[Start of Attachment]

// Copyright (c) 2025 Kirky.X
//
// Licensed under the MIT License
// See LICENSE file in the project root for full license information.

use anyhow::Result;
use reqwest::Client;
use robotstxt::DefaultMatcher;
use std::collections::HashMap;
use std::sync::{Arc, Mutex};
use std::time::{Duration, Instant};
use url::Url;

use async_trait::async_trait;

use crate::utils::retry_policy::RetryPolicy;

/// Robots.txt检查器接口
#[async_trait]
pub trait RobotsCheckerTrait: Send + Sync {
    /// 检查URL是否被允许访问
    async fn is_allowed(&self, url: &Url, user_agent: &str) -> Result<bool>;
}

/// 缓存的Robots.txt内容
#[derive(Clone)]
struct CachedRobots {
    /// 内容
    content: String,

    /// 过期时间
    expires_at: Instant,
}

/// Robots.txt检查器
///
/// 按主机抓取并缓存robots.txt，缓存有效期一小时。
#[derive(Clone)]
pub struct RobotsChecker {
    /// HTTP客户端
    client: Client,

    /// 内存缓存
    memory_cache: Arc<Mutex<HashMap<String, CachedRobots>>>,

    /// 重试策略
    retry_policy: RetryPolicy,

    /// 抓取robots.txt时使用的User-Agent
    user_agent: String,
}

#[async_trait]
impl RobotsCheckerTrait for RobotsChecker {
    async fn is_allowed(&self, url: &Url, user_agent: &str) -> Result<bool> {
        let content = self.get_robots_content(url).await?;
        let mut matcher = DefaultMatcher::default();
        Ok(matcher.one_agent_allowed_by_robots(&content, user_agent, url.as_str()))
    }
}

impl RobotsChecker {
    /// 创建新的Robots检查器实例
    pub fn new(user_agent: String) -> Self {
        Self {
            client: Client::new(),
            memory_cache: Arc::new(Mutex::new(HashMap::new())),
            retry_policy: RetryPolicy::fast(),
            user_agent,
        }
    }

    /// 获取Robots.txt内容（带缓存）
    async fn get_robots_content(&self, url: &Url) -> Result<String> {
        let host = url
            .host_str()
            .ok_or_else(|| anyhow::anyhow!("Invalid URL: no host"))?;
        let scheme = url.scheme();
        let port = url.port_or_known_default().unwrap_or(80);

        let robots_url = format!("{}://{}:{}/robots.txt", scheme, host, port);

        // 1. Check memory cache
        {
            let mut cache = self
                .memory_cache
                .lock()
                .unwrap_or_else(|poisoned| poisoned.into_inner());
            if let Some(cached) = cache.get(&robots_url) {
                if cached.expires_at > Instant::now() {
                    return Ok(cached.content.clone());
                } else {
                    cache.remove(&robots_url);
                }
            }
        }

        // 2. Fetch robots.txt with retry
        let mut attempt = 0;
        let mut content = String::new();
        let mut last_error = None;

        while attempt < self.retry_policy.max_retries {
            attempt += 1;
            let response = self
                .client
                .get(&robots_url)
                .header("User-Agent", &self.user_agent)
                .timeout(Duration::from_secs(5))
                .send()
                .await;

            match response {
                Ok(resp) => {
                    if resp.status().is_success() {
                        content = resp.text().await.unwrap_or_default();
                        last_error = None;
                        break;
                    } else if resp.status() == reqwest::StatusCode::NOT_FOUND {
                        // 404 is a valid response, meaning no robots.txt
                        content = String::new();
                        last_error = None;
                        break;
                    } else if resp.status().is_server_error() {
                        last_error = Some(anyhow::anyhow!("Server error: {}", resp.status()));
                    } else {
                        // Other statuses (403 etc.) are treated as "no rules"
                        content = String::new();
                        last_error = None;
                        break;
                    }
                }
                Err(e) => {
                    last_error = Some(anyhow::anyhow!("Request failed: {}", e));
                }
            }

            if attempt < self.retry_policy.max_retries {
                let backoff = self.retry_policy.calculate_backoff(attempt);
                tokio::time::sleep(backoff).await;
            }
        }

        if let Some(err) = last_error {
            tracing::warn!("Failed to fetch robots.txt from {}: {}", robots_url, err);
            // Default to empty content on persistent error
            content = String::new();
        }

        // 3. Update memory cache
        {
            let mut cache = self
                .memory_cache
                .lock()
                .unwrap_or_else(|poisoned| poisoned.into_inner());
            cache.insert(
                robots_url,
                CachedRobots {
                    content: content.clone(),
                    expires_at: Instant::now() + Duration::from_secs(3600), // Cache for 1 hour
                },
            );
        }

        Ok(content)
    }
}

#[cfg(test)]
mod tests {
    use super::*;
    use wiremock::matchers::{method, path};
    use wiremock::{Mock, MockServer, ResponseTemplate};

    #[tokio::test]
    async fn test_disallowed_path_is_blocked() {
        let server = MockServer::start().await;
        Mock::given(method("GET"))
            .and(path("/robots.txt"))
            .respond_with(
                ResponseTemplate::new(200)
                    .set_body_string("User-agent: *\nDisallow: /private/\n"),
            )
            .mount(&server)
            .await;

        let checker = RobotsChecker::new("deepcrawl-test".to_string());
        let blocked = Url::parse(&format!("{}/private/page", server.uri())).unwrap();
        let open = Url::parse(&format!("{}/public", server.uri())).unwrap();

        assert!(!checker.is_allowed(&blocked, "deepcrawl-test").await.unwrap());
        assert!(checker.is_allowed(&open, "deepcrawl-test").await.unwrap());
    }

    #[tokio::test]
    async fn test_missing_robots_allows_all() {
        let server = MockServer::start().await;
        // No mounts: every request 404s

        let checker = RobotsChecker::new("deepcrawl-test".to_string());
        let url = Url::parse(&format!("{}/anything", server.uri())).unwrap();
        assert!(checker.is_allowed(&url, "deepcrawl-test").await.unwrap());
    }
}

[End of Attachment]
[Start of Attachment]

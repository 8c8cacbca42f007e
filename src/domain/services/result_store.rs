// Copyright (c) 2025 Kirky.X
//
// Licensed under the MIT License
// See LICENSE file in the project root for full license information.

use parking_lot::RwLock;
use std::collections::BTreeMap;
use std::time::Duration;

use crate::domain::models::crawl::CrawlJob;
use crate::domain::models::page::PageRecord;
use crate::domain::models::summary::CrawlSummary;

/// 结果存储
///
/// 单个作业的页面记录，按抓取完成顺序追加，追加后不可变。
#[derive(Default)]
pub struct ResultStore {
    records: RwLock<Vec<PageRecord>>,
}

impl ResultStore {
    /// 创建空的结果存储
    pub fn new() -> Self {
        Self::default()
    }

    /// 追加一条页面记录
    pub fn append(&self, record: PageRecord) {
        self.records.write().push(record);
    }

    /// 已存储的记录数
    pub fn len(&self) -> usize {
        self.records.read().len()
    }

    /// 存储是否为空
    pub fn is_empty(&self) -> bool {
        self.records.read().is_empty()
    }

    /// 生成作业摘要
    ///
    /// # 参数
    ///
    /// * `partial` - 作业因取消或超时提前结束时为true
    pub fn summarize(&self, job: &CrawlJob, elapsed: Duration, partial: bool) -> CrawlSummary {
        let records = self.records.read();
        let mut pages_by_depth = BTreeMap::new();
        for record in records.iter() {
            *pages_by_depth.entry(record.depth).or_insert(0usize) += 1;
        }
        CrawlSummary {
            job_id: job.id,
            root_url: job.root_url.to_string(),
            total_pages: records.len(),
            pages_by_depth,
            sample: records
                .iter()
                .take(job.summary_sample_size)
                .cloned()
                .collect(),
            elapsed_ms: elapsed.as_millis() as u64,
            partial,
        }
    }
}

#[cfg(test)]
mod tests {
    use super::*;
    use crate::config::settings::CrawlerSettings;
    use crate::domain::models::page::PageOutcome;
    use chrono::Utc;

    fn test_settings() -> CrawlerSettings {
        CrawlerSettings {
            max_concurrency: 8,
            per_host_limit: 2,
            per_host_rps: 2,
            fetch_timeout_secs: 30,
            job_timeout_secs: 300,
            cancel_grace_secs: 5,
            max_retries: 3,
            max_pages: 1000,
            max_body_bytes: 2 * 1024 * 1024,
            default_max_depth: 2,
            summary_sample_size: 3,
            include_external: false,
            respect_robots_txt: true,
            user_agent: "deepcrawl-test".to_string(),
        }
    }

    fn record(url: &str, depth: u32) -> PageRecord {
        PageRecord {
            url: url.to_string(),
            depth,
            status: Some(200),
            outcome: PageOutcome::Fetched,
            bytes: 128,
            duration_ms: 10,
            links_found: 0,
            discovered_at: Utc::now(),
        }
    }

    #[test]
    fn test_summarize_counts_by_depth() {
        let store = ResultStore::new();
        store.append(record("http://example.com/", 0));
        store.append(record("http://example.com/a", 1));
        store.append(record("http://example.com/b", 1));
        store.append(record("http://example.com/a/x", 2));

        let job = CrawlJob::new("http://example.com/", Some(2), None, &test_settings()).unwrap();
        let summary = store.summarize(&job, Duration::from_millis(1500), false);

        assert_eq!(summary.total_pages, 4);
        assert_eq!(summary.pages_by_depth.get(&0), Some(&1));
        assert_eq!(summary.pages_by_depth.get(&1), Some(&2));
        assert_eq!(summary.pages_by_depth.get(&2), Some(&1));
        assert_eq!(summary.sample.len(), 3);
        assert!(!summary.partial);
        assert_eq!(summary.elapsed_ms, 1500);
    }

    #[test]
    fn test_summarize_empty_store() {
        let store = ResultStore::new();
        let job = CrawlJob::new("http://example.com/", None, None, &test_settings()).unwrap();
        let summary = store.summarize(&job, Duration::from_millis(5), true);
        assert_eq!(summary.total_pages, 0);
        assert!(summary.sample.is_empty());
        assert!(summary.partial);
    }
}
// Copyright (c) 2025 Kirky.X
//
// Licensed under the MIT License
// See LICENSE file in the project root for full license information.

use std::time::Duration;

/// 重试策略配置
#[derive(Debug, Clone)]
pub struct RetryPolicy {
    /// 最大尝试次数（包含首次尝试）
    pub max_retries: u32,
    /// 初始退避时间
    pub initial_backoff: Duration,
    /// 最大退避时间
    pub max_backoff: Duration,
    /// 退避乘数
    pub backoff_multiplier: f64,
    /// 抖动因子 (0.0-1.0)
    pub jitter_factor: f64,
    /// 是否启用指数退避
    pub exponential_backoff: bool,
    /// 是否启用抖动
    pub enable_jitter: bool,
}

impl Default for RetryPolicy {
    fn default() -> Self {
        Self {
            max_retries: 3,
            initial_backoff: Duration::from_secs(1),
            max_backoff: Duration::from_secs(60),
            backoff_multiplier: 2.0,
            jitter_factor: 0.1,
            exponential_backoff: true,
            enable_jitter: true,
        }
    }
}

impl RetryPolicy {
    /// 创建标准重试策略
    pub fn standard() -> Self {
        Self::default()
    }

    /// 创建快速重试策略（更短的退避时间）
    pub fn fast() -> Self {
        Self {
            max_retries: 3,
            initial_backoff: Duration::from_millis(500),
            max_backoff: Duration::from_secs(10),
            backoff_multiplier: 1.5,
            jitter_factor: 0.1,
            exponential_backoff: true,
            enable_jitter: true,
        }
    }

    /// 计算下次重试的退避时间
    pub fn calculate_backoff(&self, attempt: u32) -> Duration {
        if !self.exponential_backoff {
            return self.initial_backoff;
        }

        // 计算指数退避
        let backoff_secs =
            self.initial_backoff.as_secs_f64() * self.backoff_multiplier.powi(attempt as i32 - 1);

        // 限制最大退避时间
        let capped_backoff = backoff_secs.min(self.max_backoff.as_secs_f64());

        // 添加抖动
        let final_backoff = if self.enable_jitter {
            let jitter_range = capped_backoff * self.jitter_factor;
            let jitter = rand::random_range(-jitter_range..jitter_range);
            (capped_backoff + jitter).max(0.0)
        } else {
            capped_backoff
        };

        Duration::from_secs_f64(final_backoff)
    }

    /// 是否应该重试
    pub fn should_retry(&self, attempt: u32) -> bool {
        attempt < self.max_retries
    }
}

[End of Attachment]

- _Requirement_
A line belongs in the answer if it contains the word "scheme"; copy every such line from the data above.

- _Written answer_
        let scheme = url.scheme();
        let robots_url = format!("{}://{}:{}/robots.txt", scheme, host, port);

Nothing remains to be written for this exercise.